First edition, first issue, without the author's name on the title page, of this seminal study of light and colour, a major contribution to the development of vernacular scientific literature. Newton arrived at most of his unconventional ideas on colour by about 1668. When he expressed these theories in public, they provoked hostile reactions, particularly on the continent. As a result, he delayed the publication of Opticks - which was largely complete by 1692 - until many of his most fervent critics were dead. In what was probably a further defensive move, the work was first published in English rather than Latin.
The first edition also includes two important mathematical treatises (omitted in later editions) describing Newton's invention of the fluxional calculus. These were intended to assert Newton's priority over Leibniz in its discovery. By about 1715, Opticks had established itself as a model for interweaving theory with quantitative experimentation. Newton's aim was not to "explain the properties of light by hypotheses, but to propose and prove them by reason and experiments" (p. 1). The work's greatest achievement was to show that colour is a mathematically definable property. Newton demonstrates that white light is a mixture of infinitely varied coloured rays (manifest in the rainbow and the spectrum) and that each ray is definable by the angle through which it is refracted on entering or leaving a given transparent medium.
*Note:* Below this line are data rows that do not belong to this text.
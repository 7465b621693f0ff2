//! authsync - Client Authentication Session
//!
//! Keeps a client's authentication state in step with a hosted Supabase
//! project: password sign-in, sign-up with a profile row, sign-out, profile
//! updates, provider linking and password reset. The signed-in profile is
//! mirrored into persistent local storage, and registration/profile changes
//! fan out to a welcome email and a spreadsheet sync in the background.
//!
//! # Module Structure
//!
//! - **`shared`** - Configuration and error types
//!   - `AppConfig` builder and validation
//!   - `ServiceError` for collaborator failures
//!
//! - **`client`** - The session and its collaborators
//!   - `AuthSession` state machine (loading / authenticated / anonymous)
//!   - Supabase GoTrue + PostgREST client
//!   - SQLite-backed local storage
//!   - Background side effects with retry
//!
//! # Error Handling
//!
//! Collaborators return `Result<T, ServiceError>`. The session flattens
//! errors at its surface: login, register and password reset return an
//! `AuthResult` carrying the provider's message, while profile fetches and
//! updates log and absorb failures.

/// Shared configuration and error types
pub mod shared;

/// Client session and collaborators
pub mod client;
"Newton's Opticks did for light what his Principia had done for gravitation, namely place it on a scientific basis" (Babson). Provenance: the Tankerville Earls of Chillingham Castle, with their engraved armorial bookplate on the front pastedown. This may be that of Charles Bennet (1674-1722), 1st Earl, whose mother was the noted book collector Bridget Bennet. READ MORE Quarto (239 x 182 mm), pp. [iv], 144, 211 (= 213, two blank pages left unnumbered). Contemporary panelled calf, rebacked to style, spine ruled in blind, red morocco label lettered in gilt, raised bands, edges sprinkled red. With 19 folding engraved plates, tables in text, title page printed in red and black. Extremities restored. "Sheffield / Pat Strang", with his contemporary ink inscription on the front free endpaper. Contents crisp, infrequent finger soiling and foxing, short closed tears to outer margins of sig. A1 and plate XVII, damp stain to upper outer margins of 2H3-4, small holes to lower outer corners of 2Z2 and 3D4, tear to outer margin of plate II neatly repaired: a very good copy. Babson 132 (1); Dibner, Heralds of Science 148; ESTC T82019; Gray 174; Grolier/Horblit 79b; Norman 1588; Printing and the Mind of Man 172; Wallis 174.